Set Up WiFi Access Point
Make sure your Raspberry Pi is connected to the Internet. Open a terminal window (either in a console window or over a serial/SSH connection). Install Packages To install the required packages, enter the following into the console:
sudo apt-get -y install hostapd dnsmasq
Hostapd is a program that allows you to use the WiFi radio as an access point, and Dnsmasq is a lightweight combination of DHCP and DNS services (handing out IP addresses and translating domain names into IP addresses). Since the configuration files are not ready yet, turn the new software off as follows:
sudo systemctl stop dnsmasq sudo systemctl stop hostapd
Configuring a static IP
We are configuring a standalone network to act as a server, so the Raspberry Pi needs to have a static IP address assigned to the wireless port.
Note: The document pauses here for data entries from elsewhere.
//! Pipeline initiation over HTTP.

use crate::config::HttpClientConfig;
use async_trait::async_trait;
use relay_core::ports::PipelineInitiator;
use relay_core::{Error, Pipeline, RequestContext, Result};
use reqwest::Client;
use tracing::{info, warn};

/// Header carrying the identity an execution runs as.
pub const USER_HEADER: &str = "X-Relay-User";
/// Header carrying the caller's accounts, comma separated.
pub const ACCOUNTS_HEADER: &str = "X-Relay-Accounts";

pub struct HttpPipelineInitiator {
    client: Client,
    config: HttpClientConfig,
}

impl HttpPipelineInitiator {
    pub fn new(config: HttpClientConfig) -> Result<Self> {
        Ok(Self {
            client: config.build_client()?,
            config,
        })
    }

    fn failure(pipeline: &Pipeline, reason: impl ToString) -> Error {
        Error::Initiation {
            pipeline: pipeline.to_string(),
            reason: reason.to_string(),
        }
    }
}

#[async_trait]
impl PipelineInitiator for HttpPipelineInitiator {
    async fn start(&self, pipeline: &Pipeline, ctx: &RequestContext) -> Result<()> {
        if !self.config.enabled {
            info!(
                application = %pipeline.application,
                name = %pipeline.name,
                "Initiation disabled, would have started pipeline"
            );
            return Ok(());
        }

        let mut req = self
            .client
            .post(self.config.endpoint("orchestrate")?)
            .json(pipeline);

        // Identity is forwarded only for triggers that ask for it.
        if let Some(trigger) = pipeline.trigger.as_ref().filter(|t| t.propagate_auth) {
            if let Some(user) = ctx.user.as_deref().or(trigger.run_as_user.as_deref()) {
                req = req.header(USER_HEADER, user);
            }
            if !ctx.accounts.is_empty() {
                req = req.header(ACCOUNTS_HEADER, ctx.accounts.join(","));
            }
        }

        let res = req.send().await.map_err(|e| Self::failure(pipeline, e))?;
        let status = res.status();
        if !status.is_success() {
            return Err(Self::failure(pipeline, format!("orchestrate returned {}", status)));
        }

        info!(
            application = %pipeline.application,
            name = %pipeline.name,
            request_id = %ctx.request_id,
            "Started pipeline"
        );
        Ok(())
    }

    async fn record_failure(&self, pipeline: &Pipeline) -> Result<()> {
        if !self.config.enabled {
            warn!(pipeline = %pipeline, "Initiation disabled, not recording failure");
            return Ok(());
        }

        let res = self
            .client
            .post(self.config.endpoint("fail")?)
            .json(pipeline)
            .send()
            .await
            .map_err(|e| Error::Http(e.to_string()))?;

        let status = res.status();
        if !status.is_success() {
            return Err(Error::Http(format!("fail returned {}", status)));
        }
        Ok(())
    }
}
//! Configuration for the pipeline cache.

use std::time::Duration;

/// Configuration for the pipeline cache.
#[derive(Debug, Clone)]
pub struct PipelineCacheConfig {
    /// Time between two polls of the pipeline store.
    pub poll_interval: Duration,
    /// How long the first event may wait for the initial snapshot.
    pub startup_wait: Duration,
    /// Keep author-supplied trigger ids instead of recomputing them.
    pub preserve_authored_trigger_ids: bool,
}

impl Default for PipelineCacheConfig {
    fn default() -> Self {
        Self {
            poll_interval: Duration::from_secs(10),
            startup_wait: Duration::from_secs(30),
            preserve_authored_trigger_ids: false,
        }
    }
}

impl PipelineCacheConfig {
    /// Set the poll interval.
    pub fn with_poll_interval(mut self, interval: Duration) -> Self {
        self.poll_interval = interval;
        self
    }

    /// Set the startup wait.
    pub fn with_startup_wait(mut self, wait: Duration) -> Self {
        self.startup_wait = wait;
        self
    }

    pub fn with_preserve_authored_trigger_ids(mut self, preserve: bool) -> Self {
        self.preserve_authored_trigger_ids = preserve;
        self
    }
}
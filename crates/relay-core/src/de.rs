//! Deserialization helpers for documents written by other services.

use serde::de::IgnoredAny;
use serde::{Deserialize, Deserializer};

/// Like `#[serde(default)]`, but an explicit `null` also yields the default.
pub(crate) fn null_as_default<'de, D, T>(deserializer: D) -> Result<T, D::Error>
where
    D: Deserializer<'de>,
    T: Default + Deserialize<'de>,
{
    Ok(Option::<T>::deserialize(deserializer)?.unwrap_or_default())
}

/// Consumes the input value and yields `false`. For flags only the engine sets.
pub(crate) fn engine_owned<'de, D>(deserializer: D) -> Result<bool, D::Error>
where
    D: Deserializer<'de>,
{
    IgnoredAny::deserialize(deserializer)?;
    Ok(false)
}
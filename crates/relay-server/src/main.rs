//! relayd: trigger daemon entrypoint.

use anyhow::{Context, Result};
use clap::Parser;
use relay_server::{Relay, RelayConfig};
use std::path::PathBuf;
use tokio::io::BufReader;
use tracing::{info, warn};

#[derive(Parser)]
#[command(name = "relayd")]
#[command(author, version, about = "Relay pipeline trigger daemon", long_about = None)]
struct Cli {
    /// YAML configuration file.
    #[arg(short, long)]
    config: Option<PathBuf>,

    /// Do not read events from stdin; only poll and wait for Ctrl-C.
    #[arg(long)]
    no_stdin: bool,
}

#[tokio::main]
async fn main() -> Result<()> {
    let dotenv = dotenvy::dotenv();
    let cli = Cli::parse();

    let config = RelayConfig::load(cli.config.as_deref()).context("Failed to load configuration")?;
    relay_trace::init_tracer(&config.tracing).context("Failed to initialize tracing")?;
    if let Ok(path) = dotenv {
        info!(path = %path.display(), "Loaded environment file");
    }

    let relay = Relay::from_config(&config).context("Failed to build relay")?;
    relay.start();

    if cli.no_stdin {
        tokio::signal::ctrl_c().await?;
        info!("Received Ctrl-C");
    } else {
        let stdin = BufReader::new(tokio::io::stdin());
        tokio::select! {
            stats = relay.ingest(stdin) => {
                let stats = stats.context("Failed to read events from stdin")?;
                info!(
                    lines = stats.lines,
                    dispatched = stats.dispatched,
                    rejected = stats.rejected,
                    "Reached end of input"
                );
            }
            signal = tokio::signal::ctrl_c() => {
                if let Err(e) = signal {
                    warn!(error = %e, "Failed to listen for Ctrl-C");
                }
                info!("Received Ctrl-C");
            }
        }
    }

    relay.shutdown().await;
    relay_trace::shutdown_tracer();
    Ok(())
}
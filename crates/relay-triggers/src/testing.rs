//! Test doubles shared by the unit tests in this crate.

use async_trait::async_trait;
use relay_core::ports::{PipelineInitiator, PipelineStore};
use relay_core::{Error, Pipeline, RequestContext, Result};
use std::sync::{Arc, Mutex};

pub struct FixedStore {
    pipelines: Vec<Pipeline>,
}

impl FixedStore {
    pub fn new(pipelines: Vec<Pipeline>) -> Arc<Self> {
        Arc::new(Self { pipelines })
    }
}

#[async_trait]
impl PipelineStore for FixedStore {
    async fn list_pipelines(&self) -> Result<Vec<Pipeline>> {
        Ok(self.pipelines.clone())
    }
}

/// Records starts; refuses to start pipelines named in `fail_on`.
#[derive(Default)]
pub struct RecordingInitiator {
    fail_on: Vec<String>,
    started: Mutex<Vec<(Pipeline, RequestContext)>>,
    failed: Mutex<Vec<Pipeline>>,
}

impl RecordingInitiator {
    pub fn new() -> Arc<Self> {
        Arc::new(Self::default())
    }

    pub fn failing_on(names: &[&str]) -> Arc<Self> {
        Arc::new(Self {
            fail_on: names.iter().map(|n| n.to_string()).collect(),
            ..Default::default()
        })
    }

    pub fn started(&self) -> Vec<(Pipeline, RequestContext)> {
        self.started.lock().unwrap().clone()
    }

    pub fn started_names(&self) -> Vec<String> {
        self.started().into_iter().map(|(p, _)| p.name).collect()
    }

    pub fn failed_names(&self) -> Vec<String> {
        self.failed.lock().unwrap().iter().map(|p| p.name.clone()).collect()
    }
}

#[async_trait]
impl PipelineInitiator for RecordingInitiator {
    async fn start(&self, pipeline: &Pipeline, ctx: &RequestContext) -> Result<()> {
        if self.fail_on.contains(&pipeline.name) {
            return Err(Error::Initiation {
                pipeline: pipeline.to_string(),
                reason: "refused".to_string(),
            });
        }
        self.started.lock().unwrap().push((pipeline.clone(), ctx.clone()));
        Ok(())
    }

    async fn record_failure(&self, pipeline: &Pipeline) -> Result<()> {
        self.failed.lock().unwrap().push(pipeline.clone());
        Ok(())
    }
}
This documentation assumes that we are using the standard 10.11.12.x IP addresses for our wireless network, so we will assign the server the IP address 10.11.12.1. It is also assumed that the wireless device being used is wlan0. To configure the static IP address, edit the dhcpcd configuration file with:
sudo nano /etc/dhcpcd.conf
Go to the end of the file and edit it so that it looks like the following:
interface wlan0 static ip_address=10.11.12.1/24 nohook wpa_supplicant
Now restart the dhcpcd daemon and set up the new wlan0 configuration:
sudo service dhcpcd restart
Configuring the DHCP server (dnsmasq)
The DHCP service is provided by dnsmasq. By default, the configuration file contains a lot of information that is not needed, and it is easier to start from scratch. Rename this configuration file, and edit a new one:
sudo mv /etc/dnsmasq.conf /etc/dnsmasq.conf.orig sudo nano /etc/dnsmasq.conf
Type or copy the following information into the dnsmasq configuration file and save it:
interface=wlan0 # Use the require wireless interface - usually wlan0 dhcp-range=10.11.12.2,10.11.12.50,255.255.255.0,24h
So for wlan0, we are going to provide IP addresses between 10.11.12.2 and 10.11.12.50, with a lease time of 24 hours. If you are providing DHCP services for other network devices (e.g. eth0), you could add more sections with the appropriate interface header, with the range of addresses you intend to provide to that interface. Reload dnsmasq to use the updated configuration:
sudo systemctl reload dnsmasq
Configuring the access point host software (hostapd)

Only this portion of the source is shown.